松明を持った隣の親父が確かにこの家に放火して回っている。

あいつら手段を選ばなくなってきた。

どうする? かなりやばい状態だ。


「炙り出そうというのか……」

「ダンナ! どうする!? どうする!?」


まずい、ガンガーもパニックになりかけてる。

しかし、俺もいい案が浮かばない。

脂汗が額から流れてくる。


「皆、私の背中にくっついて」

「サキ、大丈夫なのか?」

(あるじ)、任せろ。

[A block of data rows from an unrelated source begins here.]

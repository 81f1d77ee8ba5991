use std::collections::VecDeque;

use log::error;

use super::Controller;
use crate::channel::Channel;
use crate::error::ChannelError;

/// Longest command the terminal buffers; extra characters are dropped
const LINE_DEPTH: usize = 40;

/// A [`Channel`] wired straight into a [`Controller`], with the same line
/// discipline as the board's serial terminal.
///
/// In quiet mode each reply is a single JSON line followed by an empty line.
/// Noisy mode behaves like the real board: typed characters are echoed, a
/// log line comes before the reply, the reply is wrapped in log text, and no
/// empty line follows, so the reader only stops on timeout.
pub struct EmulatedChannel {
    controller: Controller,
    line: Vec<u8>,
    rx: VecDeque<u8>,
    noisy: bool,
}

impl EmulatedChannel {
    pub fn new(controller: Controller) -> Self {
        EmulatedChannel {
            controller,
            line: Vec::new(),
            rx: VecDeque::new(),
            noisy: false,
        }
    }

    pub fn noisy(controller: Controller) -> Self {
        EmulatedChannel {
            noisy: true,
            ..EmulatedChannel::new(controller)
        }
    }

    pub fn controller(&self) -> &Controller {
        &self.controller
    }

    pub fn controller_mut(&mut self) -> &mut Controller {
        &mut self.controller
    }

    /// Put bytes in the receive buffer as if the board had sent them
    pub fn inject(&mut self, bytes: &[u8]) {
        self.rx.extend(bytes);
    }

    fn echo(&mut self, bytes: &[u8]) {
        if self.noisy {
            self.rx.extend(bytes);
        }
    }

    fn emit_line(&mut self, text: &str) {
        self.rx.extend(text.as_bytes());
        self.rx.push_back(b'\n');
    }

    fn feed(&mut self, byte: u8) {
        match byte {
            b'\r' => self.echo(b"\r"),
            // Backspace
            0x08 => {
                if self.line.pop().is_some() {
                    self.echo(b"\x08 \x08");
                }
            }
            b'\n' => {
                let command = String::from_utf8_lossy(&self.line).into_owned();
                self.line.clear();
                self.respond(&command);
            }
            other => {
                if self.line.len() <= LINE_DEPTH {
                    self.line.push(other);
                    self.echo(&[other]);
                }
            }
        }
    }

    fn respond(&mut self, command: &str) {
        let reply = match self.controller.handle_api_call(command).to_line() {
            Ok(line) => line,
            Err(e) => {
                error!("Could not encode reply to {:?}: {}", command, e);
                return;
            }
        };

        if self.noisy {
            self.emit_line(&format!("[D] Analyzing subpath: {}", command));
            self.emit_line(&format!("[V] Op result: {}", reply));
        } else {
            self.emit_line(&reply);
            self.emit_line("");
        }
    }
}

impl Channel for EmulatedChannel {
    fn name(&self) -> &str {
        "emulated"
    }

    fn clear_input(&mut self) -> Result<(), ChannelError> {
        self.rx.clear();
        Ok(())
    }

    fn write_all(&mut self, bytes: &[u8]) -> Result<(), ChannelError> {
        for &byte in bytes {
            self.feed(byte);
        }
        Ok(())
    }

    fn read_line(&mut self) -> Result<Option<String>, ChannelError> {
        if self.rx.is_empty() {
            return Ok(None);
        }

        let mut line = Vec::new();
        while let Some(byte) = self.rx.pop_front() {
            if byte == b'\n' {
                break;
            }
            line.push(byte);
        }

        Ok(Some(String::from_utf8_lossy(&line).into_owned()))
    }
}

私は(あるじ)を守るためにいる」


ガンガーやサキが「?」という顔をしている。


「よし! 二人ともこっちにこい!」


わけがわからん、という顔でガンガーとニーアが俺の側に来る。

俺はまず、ニーアの背中にガンガー、ガンガーの背中に俺がきて後ろから抱きかかえるようにする。


「じゃあ私の背中にくっついて」


とサキがニーアに背中を向ける。ニーアがサキに抱きついたのをサキが確認した途端、サキが全身に力を入れた。

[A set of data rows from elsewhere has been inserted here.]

use std::path::{Path, PathBuf};

use anyhow::{bail, Context, Error};
use antctl::firmware::{
    collect_binaries, fetch_frontend, run_tool, ApiToken, FlashImage, FlashPlan, MergeBinPlan,
    TOKEN_ENV,
};
use env_logger::Env;
use log::{info, warn};

const ESPTOOL: &str = "esptool.py";
const BOOT_APP0_OFFSET: u32 = 0xe000;
const FRONTEND_ARCHIVE: &str = "frontend.tar.gz";

#[tokio::main]
async fn main() -> Result<(), Error> {
    env_logger::Builder::from_env(Env::default().default_filter_or("info")).try_init()?;

    let args: Vec<String> = std::env::args().skip(1).collect();
    let build_dir = PathBuf::from(std::env::var("BUILD_DIR").unwrap_or_else(|_| ".".to_string()));

    match args.iter().map(String::as_str).collect::<Vec<_>>().as_slice() {
        ["copy"] => copy(&build_dir, Path::new(".")),
        ["copy", dest] => copy(&build_dir, Path::new(dest)),
        ["merge"] => merge(&build_dir, "fullimage.bin").await,
        ["merge", output] => merge(&build_dir, output).await,
        ["flash"] => run_tool(ESPTOOL, &FlashPlan::merged("merged-flash.bin").esptool_args()).await,
        ["flash", image] => run_tool(ESPTOOL, &FlashPlan::merged(*image).esptool_args()).await,
        ["fetch", url, dest] => fetch(url, Path::new(dest)).await,
        _ => {
            print_help();
            bail!("unknown invocation: {:?}", args);
        }
    }
}

fn copy(build_dir: &Path, dest: &Path) -> Result<(), Error> {
    let copied = collect_binaries(build_dir, dest)
        .with_context(|| format!("copying binaries out of {}", build_dir.display()))?;
    info!("Copied {} binaries", copied.len());
    Ok(())
}

async fn merge(build_dir: &Path, output: &str) -> Result<(), Error> {
    let mut plan = MergeBinPlan::for_build_dir(build_dir, output);

    if let Ok(boot_app0) = std::env::var("BOOT_APP0") {
        plan = plan.with_extra_image(FlashImage::new(BOOT_APP0_OFFSET, boot_app0));
    }

    run_tool(ESPTOOL, &plan.esptool_args()).await
}

async fn fetch(url: &str, dest: &Path) -> Result<(), Error> {
    let token = ApiToken::from_env(TOKEN_ENV);
    if token.is_none() {
        warn!("{} is not set, downloading without authentication", TOKEN_ENV);
    }

    tokio::fs::create_dir_all(dest).await?;
    let archive = dest.join(FRONTEND_ARCHIVE);

    let client = reqwest::Client::new();
    fetch_frontend(&client, url, token.as_ref(), &archive).await?;

    let args = vec![
        "-xzf".to_string(),
        archive.display().to_string(),
        "-C".to_string(),
        dest.display().to_string(),
    ];
    run_tool("tar", &args).await
}

fn print_help() {
    println!(
        r#"antctl-fwimage

USAGE:
    antctl-fwimage copy [DEST]         Copy firmware, partitions and bootloader out of $BUILD_DIR
    antctl-fwimage merge [OUTPUT]      Merge all images and the filesystem into one file
    antctl-fwimage flash [IMAGE]       Write a merged image from address 0x0
    antctl-fwimage fetch <URL> <DIR>   Download and unpack the web frontend, using ${TOKEN_ENV} if set
"#
    );
}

後ろからでわからないが額の龍紋が光ったのだろう、サキの頭部が発光してるのがわかる。


「うぐぐぐぐぐぐぐぐぐぐっ!!」


サキが唸り、服が弾けとび、体が一気に膨張する。

サキの身体は部屋を突き破り、一気に十数メートルもある巨大な龍へと変化した。


グゥアアアアアアアアアアアア!!!


アアアアアア・・・


ァァァァ……


ァァ……



龍は廃村の夜空に咆哮する。

それは遠くまで響き、周囲に反響し、余韻の音がいつまでも聞こえる様だった。

俺たちはちょうどサキの首の付け根あたりにしがみついていた。

俺たちのいた家は完全に破壊され、隣の親父が火を付けたろう箇所が派手に燃えてるのが見えた。

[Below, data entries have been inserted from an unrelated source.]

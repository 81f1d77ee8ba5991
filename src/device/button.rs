use common::{IoKind, BUTTON_OFF};

/// One output driven by a button, numbered from 0 within its group
#[derive(Clone, Copy, Debug, PartialEq, Eq)]
pub struct Pin {
    pub kind: IoKind,
    pub index: u32,
}

impl Pin {
    pub fn new(kind: IoKind, index: u32) -> Self {
        Pin { kind, index }
    }
}

/// A named set of outputs switched on together
#[derive(Clone, Debug, PartialEq, Eq)]
pub struct Button {
    pub name: String,
    pub pins: Vec<Pin>,
}

impl Button {
    pub fn new(name: &str, pins: Vec<Pin>) -> Self {
        Button {
            name: name.to_string(),
            pins,
        }
    }
}

/// Mutually exclusive buttons: activating one releases the others
#[derive(Clone, Debug)]
pub struct ButtonGroup {
    buttons: Vec<Button>,
    current: String,
}

impl ButtonGroup {
    pub fn new(buttons: Vec<Button>) -> Self {
        ButtonGroup {
            buttons,
            current: BUTTON_OFF.to_string(),
        }
    }

    pub fn current(&self) -> &str {
        &self.current
    }

    pub fn find(&self, name: &str) -> Option<&Button> {
        self.buttons.iter().find(|button| button.name == name)
    }

    /// Every pin any button of the group drives
    pub fn pins(&self) -> Vec<Pin> {
        self.buttons
            .iter()
            .flat_map(|button| button.pins.iter().copied())
            .collect()
    }

    pub(super) fn set_current(&mut self, name: &str) {
        self.current = name.to_string();
    }
}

サキの大きな口から、カンカンカンと甲高い連続音がし、一瞬止まり、巨大な火炎を吐き出す。

ヴァンパイア達が派手に焼き尽くされていく。


「す、すげぇなダンナ」

「ただの炎じゃない、龍の火炎だからな、なんでも焼き尽くしちまうさ」

「あ、熱いですにゃ……」


なんせ火炎を吐く龍の首元にいるんだ、その熱波は半端ない。

俺は平気だが、常人には大変だろう。

だが、ガマンしてもらうしかない。

何人かがコウモリに変化して逃げようとしたがそれらも容赦なく消し炭にしていく。

そのうちの一匹だろうか、俺らの側を飛んでいた。


「もうそろそろ片が付きそうだな」


ヴァンパイアがほとんど駆逐されそうになった時だ。

いきなりガンガーが龍の肩から吹っ飛んだ。


「ダンナ!」

「ガンガー!」


ガンガーに気を取られた瞬間、ニーアも龍の肩から消えた。


「お兄さん!」


ニーアの声が下の方から聞こえる。


「ニーア!」


と、二人に気を取られてたら俺の身体がフワリと浮いた。


「やれやれ、しょうがないヤツじゃの。逃げちゃ血が飲めんくなるじゃろ?」


俺は真っ赤なボンテージ衣装のシャルルに抱え上げられ、空に浮いてた。

下を見るとガンガーが立ち上がるところで、ニーアはサキの手に乗っていた。

良かった、とりあえず二人とも死んでないな。

すいません。あまりエロい展開はありません。

 映画フライトナイトをBGMに打ってます。